Either way, I hope you agree that this massively simplifies deployment. You have no excuse not to publish your models!
Extensions and/or Future Ideas
My goal was simplicity, so I neglected to mention a few things you need to watch out for:
- If you have high computational needs for training, for example if you’re training a Deep Learning model, then you’ll need to think about where you are doing the training. Because a free CI/CD services is either a) not going to be powerful enough or b) you’ll run out of free run-time in no time at all.

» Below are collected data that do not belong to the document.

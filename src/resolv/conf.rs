//! Channel configuration.

//------------ Config ---------------------------------------------------------

/// User configuration variables of a channel.
#[derive(Clone, Copy, Debug, Default, Eq, PartialEq)]
pub struct Config {
    /// The port stamped into address nodes.
    port: u16,

    /// Treat a response with only CNAME records as having no data.
    cname_only_is_nodata: bool,
}

impl Config {
    /// Return the value of the port configuration variable.
    pub fn port(&self) -> u16 {
        self.port
    }

    /// Set the value of the port configuration variable.
    pub fn set_port(&mut self, value: u16) {
        self.port = value
    }

    /// Return the value of the cname_only_is_nodata configuration variable.
    pub fn cname_only_is_nodata(&self) -> bool {
        self.cname_only_is_nodata
    }

    /// Set the value of the cname_only_is_nodata configuration variable.
    pub fn set_cname_only_is_nodata(&mut self, value: bool) {
        self.cname_only_is_nodata = value
    }
}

- Testing is particularly important when automating machine learning builds. I skipped any mention of it to simplify the build process. But bear in mind the necessity. If you’re building a model that’s going to be used by a single person once a month, then it’s probably easier to have a simple on-call model.
- Creating a resilient deployment is not much harder than what I have done here, because the container is immutable. Feel free to scale the container across regions/availability zones to match your SLAs.
- Adding monitoring/tracing/alerting isn’t hard, but will require work depending on your stack. I’d recommend building a new base container that contains some automatic middleware to add all of these things, so everyone else gets it for free. Or maybe you can build a library that adds it automatically!
- Take care with your REST APIs. Read up on building great APIs so that you don’t get swamped under a nest of your own urls.